Your marriage did not work and you’re dating again. Your kids are young, still very close to the other parent and you live in the same town. You begin dating someone with the same background, kids and involved other parent.
Seems just perfect right? Yes, it can be, but awareness of some of the most common issues should be considered while selecting the perfect second love of your life.
Not a Parent Substitute
It is very important that your kids like the person you are dating; however, your girlfriend or boyfriend is NOT a parent substitute. Encouraging children to call the girlfriend/boyfriend “mom” or “dad” or telling them this is your “new” or “other” mommy or daddy is confusing and is not in child’s best interest. The developing relationship is your own relationship, not theirs. In time, they will develop a relationship, but what it is, and how it looks is very individual and cannot be orchestrated by you. Sometimes children do want to call the other person mommy or daddy, but many do not. See what comes naturally to them and freely discuss this issue with their biological parent. This may seem a “strange” topic to discuss but open communication between parents and promotion of similar rules in both households has been consistently shown to help children adapt to new people in their lives.
Establish boundaries on intimacy and what the children see. It’s normal to gradually grow close physically with someone you date and perhaps even to be intimate with that person, but it is not something children should know or be aware of. If at all possible, be sure the children are with their other parent when you anticipate intimacy in your dating relationship.

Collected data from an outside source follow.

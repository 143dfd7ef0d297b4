//! Text renderings of a computed report.

use crate::layout::chart_title;
use autosales_stats::{GroupedSeries, Report, Statistic};

/// Text summary of a report's tables.
#[derive(Debug, Clone)]
pub struct ReportSummary<'a> {
    report: &'a Report,
}

impl<'a> ReportSummary<'a> {
    /// Summarize a report.
    pub const fn new(report: &'a Report) -> Self {
        Self { report }
    }

    /// Heading line.
    pub fn heading(&self) -> String {
        match self.report.year() {
            Some(year) => format!("{}: {}", self.report.kind(), year),
            None => self.report.kind().to_string(),
        }
    }

    fn sections(&self) -> impl Iterator<Item = (String, &'a GroupedSeries)> + '_ {
        let year = self.report.year();
        self.report.series().into_iter().map(move |series| {
            let title = series
                .name
                .parse::<Statistic>()
                .map_or_else(|_| series.name.clone(), |stat| chart_title(stat, year));
            (title, series)
        })
    }

    /// Render as a fixed-width ASCII table.
    pub fn to_ascii_table(&self) -> String {
        let mut output = String::new();

        output.push_str(&format!("\n{}\n", self.heading()));
        output.push_str(&"=".repeat(60));
        output.push('\n');

        for (title, series) in self.sections() {
            output.push_str(&format!("\n{}:\n", title));
            output.push_str(&"-".repeat(60));
            output.push('\n');
            output.push_str(&format!(
                "{:<30} {:>28}\n",
                series.key_column, series.value_column
            ));
            output.push_str(&"-".repeat(60));
            output.push('\n');

            if series.is_empty() {
                output.push_str("  (no data)\n");
                continue;
            }
            for (label, value) in series.iter() {
                output.push_str(&format!("{:<30} {:>28.2}\n", label, value));
            }
        }

        output
    }

    /// Render as Markdown.
    pub fn to_markdown(&self) -> String {
        let mut output = String::new();

        output.push_str(&format!("# {}\n", self.heading()));

        for (title, series) in self.sections() {
            output.push_str(&format!("\n## {}\n\n", title));
            if series.is_empty() {
                output.push_str("_No data._\n");
                continue;
            }
            output.push_str(&format!(
                "| {} | {} |\n|---|---:|\n",
                series.key_column, series.value_column
            ));
            for (label, value) in series.iter() {
                output.push_str(&format!("| {} | {:.2} |\n", label, value));
            }
        }

        output
    }
}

Introducing your children to overnight guests when you are in an intimate relationship is even more taboo, according to social science. Most final orders and divorce decrees contain what’s called a “morality clause” or injunction forbidding a boyfriend or girlfriend from sleeping over if the children are present in the home. Once again, this new budding romance is yours, not your children’s. Seeing your girlfriend/ boyfriend walk out of your bedroom while they are watching cartoons and having cereal is awkward and causes confusion.
A Right and Wrong way to Date
Over half of the marriages in the US end in divorce, so many children are forced to deal with dating and remarriage of their parent(s). Although this is sad for kids, there is a right way and a wrong way to approach the children with your second love. For example, a “revolving door” of new people is confusing. Some experts even encourage parents not to introduce your girlfriend/boyfriend to the children unless the relationship has been ongoing for a long period of time. The fewer “contenders” they meet as mommy or daddy’s new partner, the better. In some orders and decrees, divorcing parents negotiate a dating time, such as six months or one year, before the order authorizes introduction of a new person into the child’s life.
It is normal for parents to be excited to introduce the children to their new love, you are excited and expect them to be excited as well. It is not uncommon for children to shut down and have a difficult time adapting to the new relationship. Depending on the age of the child, therapy may help with the transition. If you choose to place your child in therapy, it is important to match the skillset of the counselor with the age and developmental maturity of the child. Do your research and select a therapist familiar with family dynamics and children.
Valentines is the celebration of love between partners and should be cherished – just make sure your decisions on the path to finding the second love of your life don’t negatively impact your children. Happy Valentine’s Day!